▶ DIRECTIONS
Using the data below, gather each line that includes the word "trait".

▶ EXERCISE MATERIAL
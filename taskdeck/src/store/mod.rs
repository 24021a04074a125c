//! Task store port for Taskdeck.
//!
//! Defines the [`TaskStore`] trait the synchronizer talks to.
//! Concrete implementations:
//! - [`http::HttpTaskStore`]: the remote REST task store
//! - [`memory::MemoryTaskStore`]: in-process store for offline demo mode and tests

pub mod http;
pub mod memory;

use taskdeck_proto::codec::CodecError;
use taskdeck_proto::routes::Route;
use taskdeck_proto::task::{Task, TaskFields, TaskId};

/// Errors that can occur while talking to a task store.
///
/// Callers never branch on the variant: every one of them means the request
/// failed. The variants only carry detail for logs.
#[derive(Debug, thiserror::Error)]
pub enum StoreError {
    /// The request never produced a response (connect, timeout, I/O).
    #[error("{route} failed: {source}")]
    Transport {
        /// Route that was attempted.
        route: Route,
        /// Underlying client error.
        source: reqwest::Error,
    },

    /// The store answered with a non-2xx status.
    #[error("{route} returned status {status}")]
    Status {
        /// Route that was attempted.
        route: Route,
        /// HTTP status code.
        status: u16,
    },

    /// The request or response body could not be (de)serialized.
    #[error("{route} body error: {source}")]
    Codec {
        /// Route that was attempted.
        route: Route,
        /// Underlying codec error.
        source: CodecError,
    },

    /// The configured base URL is not a valid absolute URL.
    #[error("invalid task store url: {0}")]
    InvalidUrl(#[from] url::ParseError),

    /// The HTTP client could not be constructed.
    #[error("failed to build http client: {0}")]
    Client(reqwest::Error),

    /// A failure injected into the in-memory store.
    #[error("{0} failed (injected)")]
    Injected(Route),
}

impl StoreError {
    /// The route that failed, if the error is tied to one.
    #[must_use]
    pub const fn route(&self) -> Option<Route> {
        match self {
            Self::Transport { route, .. }
            | Self::Status { route, .. }
            | Self::Codec { route, .. }
            | Self::Injected(route) => Some(*route),
            Self::InvalidUrl(_) | Self::Client(_) => None,
        }
    }
}

/// Async CRUD access to the task store, keyed by [`TaskId`].
///
/// Responses to create, update and delete are not interpreted beyond
/// success; the synchronizer re-fetches the full list afterwards.
pub trait TaskStore: Send + Sync {
    /// Fetch every task.
    fn list(&self) -> impl std::future::Future<Output = Result<Vec<Task>, StoreError>> + Send;

    /// Fetch a single task.
    fn get(
        &self,
        id: TaskId,
    ) -> impl std::future::Future<Output = Result<Task, StoreError>> + Send;

    /// Create a task. The store assigns the identifier.
    fn create(
        &self,
        fields: &TaskFields,
    ) -> impl std::future::Future<Output = Result<(), StoreError>> + Send;

    /// Replace the task stored under `id` with `task`.
    fn update(
        &self,
        id: TaskId,
        task: &Task,
    ) -> impl std::future::Future<Output = Result<(), StoreError>> + Send;

    /// Delete the task stored under `id`.
    fn delete(&self, id: TaskId)
    -> impl std::future::Future<Output = Result<(), StoreError>> + Send;

    /// Human-readable location of the store, shown in the status bar.
    fn endpoint(&self) -> String;
}
//! # Snapshot Diff
//!
//! The core of the job: a full outer join of the persisted snapshot and the
//! freshly fetched batch, keyed by handle.
//!
//! - Handle only in the snapshot: the record is kept as-is and nothing is
//!   reported. A user missing from one week's roster is never deleted.
//! - Handle only in the batch: the batch record lands in the merge and the
//!   handle is reported as a new user.
//! - Handle in both: the batch record always wins in the merge (fresher data,
//!   even when equal), and every tracked field whose value differs is
//!   reported with its old/new pair.
//!
//! Pure and synchronous: both inputs are fully materialized maps, so the
//! engine itself needs no I/O and no locking.

use std::collections::BTreeMap;

use serde_json::{json, Value};

use crate::models::{MergedSnapshot, Snapshot, UpdateBatch, UserRecord};

/// The fields the diff tracks. Everything else on a record (name fields)
/// is carried through the merge but never reported.
#[derive(Debug, Clone, Copy, PartialEq, Eq, PartialOrd, Ord)]
pub enum Field {
    Email,
    Country,
    MaxRank,
    MaxRating,
    Contribution,
    Languages,
}

impl Field {
    pub const TRACKED: [Field; 6] = [
        Field::Email,
        Field::Country,
        Field::MaxRank,
        Field::MaxRating,
        Field::Contribution,
        Field::Languages,
    ];

    pub fn name(self) -> &'static str {
        match self {
            Field::Email => "email",
            Field::Country => "country",
            Field::MaxRank => "maxRank",
            Field::MaxRating => "maxRating",
            Field::Contribution => "contribution",
            Field::Languages => "languages",
        }
    }
}

#[derive(Debug, Clone, PartialEq)]
pub enum Change {
    NewUser,
    Changed {
        /// Tracked field -> (old value, new value).
        deltas: BTreeMap<Field, (Value, Value)>,
    },
}

impl Change {
    pub fn changed_fields(&self) -> Vec<Field> {
        match self {
            Change::NewUser => Vec::new(),
            Change::Changed { deltas } => deltas.keys().copied().collect(),
        }
    }
}

/// Handles with something to report; unchanged handles never materialize.
pub type ChangeReport = BTreeMap<String, Change>;

/// A record's tracked field as a comparable value. Numerics are plain i64
/// (absent upstream values were already coerced to 0 at deserialization),
/// and `languages` serializes from a set, so equality here is set equality
/// regardless of upstream ordering or duplicates.
fn field_value(record: &UserRecord, field: Field) -> Value {
    match field {
        Field::Email => json!(record.email),
        Field::Country => json!(record.country),
        Field::MaxRank => json!(record.max_rank),
        Field::MaxRating => json!(record.max_rating),
        Field::Contribution => json!(record.contribution),
        Field::Languages => json!(record.languages),
    }
}

pub fn diff(current: &Snapshot, updates: &UpdateBatch) -> (MergedSnapshot, ChangeReport) {
    let mut merged = MergedSnapshot::new();
    let mut report = ChangeReport::new();

    // Left side first: everything known survives unless overwritten below.
    for (handle, record) in current {
        if handle.is_empty() {
            continue;
        }
        merged.insert(handle.clone(), record.clone());
    }

    for (handle, update) in updates {
        if handle.is_empty() {
            continue;
        }

        match current.get(handle) {
            None => {
                merged.insert(handle.clone(), update.clone());
                report.insert(handle.clone(), Change::NewUser);
            }
            Some(prior) => {
                let mut deltas = BTreeMap::new();
                for field in Field::TRACKED {
                    let old_value = field_value(prior, field);
                    let new_value = field_value(update, field);
                    if old_value != new_value {
                        deltas.insert(field, (old_value, new_value));
                    }
                }

                merged.insert(handle.clone(), update.clone());
                if !deltas.is_empty() {
                    report.insert(handle.clone(), Change::Changed { deltas });
                }
            }
        }
    }

    (merged, report)
}

#[cfg(test)]
mod tests {
    use std::collections::BTreeSet;

    use super::*;

    fn record(handle: &str, email: Option<&str>, rating: i64, languages: &[&str]) -> UserRecord {
        UserRecord {
            handle: handle.to_string(),
            first_name: None,
            last_name: None,
            email: email.map(str::to_string),
            country: None,
            max_rank: None,
            max_rating: rating,
            contribution: 0,
            languages: languages.iter().map(|l| l.to_string()).collect(),
        }
    }

    fn keyed(records: Vec<UserRecord>) -> BTreeMap<String, UserRecord> {
        records
            .into_iter()
            .map(|r| (r.handle.clone(), r))
            .collect()
    }

    #[test]
    fn disjoint_inputs_report_only_new_users() {
        let current = keyed(vec![record("alice", None, 2100, &["C++"])]);
        let updates = keyed(vec![
            record("bob", None, 2500, &["Python"]),
            record("carol", None, 1500, &[]),
        ]);

        let (merged, report) = diff(&current, &updates);

        assert_eq!(report.len(), 2);
        assert_eq!(report.get("bob"), Some(&Change::NewUser));
        assert_eq!(report.get("carol"), Some(&Change::NewUser));
        assert!(!report.contains_key("alice"));
        assert_eq!(merged.len(), 3);
    }

    #[test]
    fn identical_inputs_report_nothing() {
        let current = keyed(vec![
            record("alice", Some("a@x.io"), 2100, &["C++", "Java"]),
            record("bob", Some("b@x.io"), 1800, &["Python"]),
        ]);

        let (merged, report) = diff(&current, &current.clone());

        assert!(report.is_empty());
        assert_eq!(merged, current);
    }

    #[test]
    fn email_change_yields_single_delta() {
        let current = keyed(vec![record("alice", Some("old@x.io"), 2100, &["C++"])]);
        let updates = keyed(vec![record("alice", Some("new@x.io"), 2100, &["C++"])]);

        let (merged, report) = diff(&current, &updates);

        let Some(Change::Changed { deltas }) = report.get("alice") else {
            panic!("expected a Changed entry for alice");
        };
        assert_eq!(deltas.len(), 1);
        assert_eq!(
            deltas.get(&Field::Email),
            Some(&(json!("old@x.io"), json!("new@x.io")))
        );
        assert_eq!(merged["alice"].email.as_deref(), Some("new@x.io"));
    }

    #[test]
    fn language_comparison_ignores_order() {
        let current = keyed(vec![record("alice", None, 2100, &["C++", "Java"])]);
        let updates = keyed(vec![record("alice", None, 2100, &["Java", "C++"])]);

        let (_, report) = diff(&current, &updates);
        assert!(report.is_empty());
    }

    #[test]
    fn disappeared_handle_is_kept_and_unreported() {
        let current = keyed(vec![
            record("alice", None, 2100, &["C++"]),
            record("gone", Some("g@x.io"), 2400, &["Java"]),
        ]);
        let updates = keyed(vec![record("alice", None, 2100, &["C++"])]);

        let (merged, report) = diff(&current, &updates);

        assert!(report.is_empty());
        assert_eq!(merged.get("gone"), current.get("gone"));
    }

    #[test]
    fn fresher_record_wins_even_for_untracked_fields() {
        let mut old = record("alice", None, 2100, &["C++"]);
        old.first_name = Some("Alicia".to_string());
        let mut new = record("alice", None, 2100, &["C++"]);
        new.first_name = Some("Alice".to_string());

        let (merged, report) = diff(&keyed(vec![old]), &keyed(vec![new]));

        // Name fields are not tracked, so nothing is reported, but the
        // merge still carries the fresher value.
        assert!(report.is_empty());
        assert_eq!(merged["alice"].first_name.as_deref(), Some("Alice"));
    }

    #[test]
    fn empty_handles_never_reach_the_join() {
        let current = keyed(vec![record("", Some("ghost@x.io"), 3000, &[])]);
        let updates = keyed(vec![record("", Some("ghost@x.io"), 3100, &[])]);

        let (merged, report) = diff(&current, &updates);
        assert!(merged.is_empty());
        assert!(report.is_empty());
    }

    #[test]
    fn rating_and_language_growth_scenario() {
        let current = keyed(vec![record("alice", None, 2200, &["C++"])]);
        let updates = keyed(vec![
            record("alice", None, 2300, &["C++", "Java"]),
            record("bob", None, 2500, &["Python"]),
        ]);

        let (merged, report) = diff(&current, &updates);

        assert_eq!(report.get("bob"), Some(&Change::NewUser));
        let Some(Change::Changed { deltas }) = report.get("alice") else {
            panic!("expected a Changed entry for alice");
        };
        let fields: Vec<Field> = deltas.keys().copied().collect();
        assert_eq!(fields, vec![Field::MaxRating, Field::Languages]);
        assert_eq!(
            deltas.get(&Field::MaxRating),
            Some(&(json!(2200), json!(2300)))
        );

        assert_eq!(merged["alice"].max_rating, 2300);
        assert_eq!(
            merged["alice"].languages,
            BTreeSet::from(["C++".to_string(), "Java".to_string()])
        );
        assert_eq!(merged["bob"].max_rating, 2500);
    }
}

▶ OUTPUT FOR THIS TASK
//! Defines the [`TaskStore`] trait the synchronizer talks to.
pub trait TaskStore: Send + Sync {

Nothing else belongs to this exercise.